> _Task statement_:
Your answer must be every line of the data below that holds the string "retained", copied exactly.

--------

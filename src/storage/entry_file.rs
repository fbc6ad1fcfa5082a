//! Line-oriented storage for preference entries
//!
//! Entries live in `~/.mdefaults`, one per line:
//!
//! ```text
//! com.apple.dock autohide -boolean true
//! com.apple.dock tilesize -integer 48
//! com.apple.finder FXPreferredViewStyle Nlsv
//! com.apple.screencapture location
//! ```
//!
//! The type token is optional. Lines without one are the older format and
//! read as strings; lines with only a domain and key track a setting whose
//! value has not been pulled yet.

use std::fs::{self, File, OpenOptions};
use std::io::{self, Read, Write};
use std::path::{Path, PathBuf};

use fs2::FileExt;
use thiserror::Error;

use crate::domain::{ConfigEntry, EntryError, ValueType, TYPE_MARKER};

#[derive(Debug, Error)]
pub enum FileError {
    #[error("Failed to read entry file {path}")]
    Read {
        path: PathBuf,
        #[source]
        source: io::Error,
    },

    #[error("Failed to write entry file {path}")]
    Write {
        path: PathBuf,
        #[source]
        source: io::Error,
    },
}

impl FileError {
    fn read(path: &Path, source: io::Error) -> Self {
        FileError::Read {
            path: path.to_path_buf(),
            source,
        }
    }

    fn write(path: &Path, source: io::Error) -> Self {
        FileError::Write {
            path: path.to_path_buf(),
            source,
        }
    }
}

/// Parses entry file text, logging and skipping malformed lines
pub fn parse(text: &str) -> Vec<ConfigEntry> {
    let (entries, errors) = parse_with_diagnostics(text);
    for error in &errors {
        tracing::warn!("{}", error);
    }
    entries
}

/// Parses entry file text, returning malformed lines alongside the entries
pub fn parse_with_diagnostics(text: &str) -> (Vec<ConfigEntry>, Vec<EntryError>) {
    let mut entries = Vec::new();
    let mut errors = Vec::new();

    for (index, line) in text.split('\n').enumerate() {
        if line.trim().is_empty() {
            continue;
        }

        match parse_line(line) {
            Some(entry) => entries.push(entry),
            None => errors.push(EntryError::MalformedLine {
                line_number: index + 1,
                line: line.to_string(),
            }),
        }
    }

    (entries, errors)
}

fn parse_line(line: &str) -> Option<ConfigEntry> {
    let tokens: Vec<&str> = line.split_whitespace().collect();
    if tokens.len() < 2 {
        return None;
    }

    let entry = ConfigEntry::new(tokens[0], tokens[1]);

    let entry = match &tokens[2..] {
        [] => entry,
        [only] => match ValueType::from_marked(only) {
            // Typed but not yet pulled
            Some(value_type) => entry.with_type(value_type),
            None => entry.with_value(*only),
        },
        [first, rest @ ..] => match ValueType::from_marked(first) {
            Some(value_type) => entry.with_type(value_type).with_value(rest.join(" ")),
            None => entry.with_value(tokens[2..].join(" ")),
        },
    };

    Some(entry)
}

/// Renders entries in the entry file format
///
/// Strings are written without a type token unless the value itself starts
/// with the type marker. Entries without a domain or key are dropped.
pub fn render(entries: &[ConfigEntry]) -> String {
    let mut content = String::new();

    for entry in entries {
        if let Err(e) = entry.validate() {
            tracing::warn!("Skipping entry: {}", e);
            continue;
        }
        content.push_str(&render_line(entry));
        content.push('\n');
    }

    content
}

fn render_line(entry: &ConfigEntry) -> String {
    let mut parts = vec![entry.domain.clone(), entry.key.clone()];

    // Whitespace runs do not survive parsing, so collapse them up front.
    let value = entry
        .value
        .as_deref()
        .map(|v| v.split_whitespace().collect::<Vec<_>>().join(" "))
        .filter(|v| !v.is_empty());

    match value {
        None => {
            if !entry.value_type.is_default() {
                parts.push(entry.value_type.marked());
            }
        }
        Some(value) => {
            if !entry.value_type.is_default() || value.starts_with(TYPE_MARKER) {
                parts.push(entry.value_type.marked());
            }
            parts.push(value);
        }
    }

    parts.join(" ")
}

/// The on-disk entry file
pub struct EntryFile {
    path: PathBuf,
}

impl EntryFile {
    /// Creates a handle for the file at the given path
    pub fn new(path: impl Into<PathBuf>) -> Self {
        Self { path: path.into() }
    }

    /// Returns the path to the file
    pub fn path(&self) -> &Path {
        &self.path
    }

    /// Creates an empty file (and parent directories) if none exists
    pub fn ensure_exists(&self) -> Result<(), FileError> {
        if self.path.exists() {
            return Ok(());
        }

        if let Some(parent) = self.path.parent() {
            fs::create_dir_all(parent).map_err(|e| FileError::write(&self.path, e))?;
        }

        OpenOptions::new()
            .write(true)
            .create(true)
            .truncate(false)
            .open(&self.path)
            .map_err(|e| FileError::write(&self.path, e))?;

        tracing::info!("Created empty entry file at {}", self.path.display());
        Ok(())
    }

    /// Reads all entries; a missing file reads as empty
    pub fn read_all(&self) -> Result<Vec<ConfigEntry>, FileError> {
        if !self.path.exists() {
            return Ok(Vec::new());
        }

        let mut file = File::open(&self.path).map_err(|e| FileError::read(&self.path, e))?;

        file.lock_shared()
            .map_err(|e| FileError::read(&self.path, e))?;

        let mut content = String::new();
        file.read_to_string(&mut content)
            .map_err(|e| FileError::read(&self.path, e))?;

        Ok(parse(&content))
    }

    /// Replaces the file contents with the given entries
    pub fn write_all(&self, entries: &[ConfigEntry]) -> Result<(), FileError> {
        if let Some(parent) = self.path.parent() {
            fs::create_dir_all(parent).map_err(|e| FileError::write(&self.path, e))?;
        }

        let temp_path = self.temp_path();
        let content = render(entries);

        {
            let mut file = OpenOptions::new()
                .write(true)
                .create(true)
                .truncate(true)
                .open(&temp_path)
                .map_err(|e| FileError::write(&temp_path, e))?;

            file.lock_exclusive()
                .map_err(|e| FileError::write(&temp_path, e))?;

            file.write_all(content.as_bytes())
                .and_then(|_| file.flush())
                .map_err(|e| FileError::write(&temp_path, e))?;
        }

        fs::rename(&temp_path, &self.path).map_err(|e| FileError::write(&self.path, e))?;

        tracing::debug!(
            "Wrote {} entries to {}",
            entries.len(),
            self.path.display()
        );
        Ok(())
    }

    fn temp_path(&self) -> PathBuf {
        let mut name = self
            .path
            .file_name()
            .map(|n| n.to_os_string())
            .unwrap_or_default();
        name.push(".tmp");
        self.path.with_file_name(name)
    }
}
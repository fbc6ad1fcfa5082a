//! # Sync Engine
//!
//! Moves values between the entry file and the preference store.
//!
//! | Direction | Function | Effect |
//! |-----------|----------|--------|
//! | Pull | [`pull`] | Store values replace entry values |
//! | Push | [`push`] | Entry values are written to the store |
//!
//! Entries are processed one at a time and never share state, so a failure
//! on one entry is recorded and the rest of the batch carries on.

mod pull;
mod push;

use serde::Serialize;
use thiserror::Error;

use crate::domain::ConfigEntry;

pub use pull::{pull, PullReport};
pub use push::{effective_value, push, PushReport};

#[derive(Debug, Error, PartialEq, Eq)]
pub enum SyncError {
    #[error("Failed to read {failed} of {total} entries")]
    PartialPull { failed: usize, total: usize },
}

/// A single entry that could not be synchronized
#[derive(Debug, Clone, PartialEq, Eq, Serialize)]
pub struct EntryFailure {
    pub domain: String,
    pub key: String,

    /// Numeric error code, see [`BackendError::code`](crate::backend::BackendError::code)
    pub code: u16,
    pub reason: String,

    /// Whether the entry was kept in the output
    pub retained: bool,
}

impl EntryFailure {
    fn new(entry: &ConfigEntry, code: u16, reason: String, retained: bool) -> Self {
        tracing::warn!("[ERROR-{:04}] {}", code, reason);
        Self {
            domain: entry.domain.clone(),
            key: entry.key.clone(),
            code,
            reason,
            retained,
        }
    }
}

--------

> _Response to this exercise_:
    pub retained: bool,
    fn new(entry: &ConfigEntry, code: u16, reason: String, retained: bool) -> Self {
            retained,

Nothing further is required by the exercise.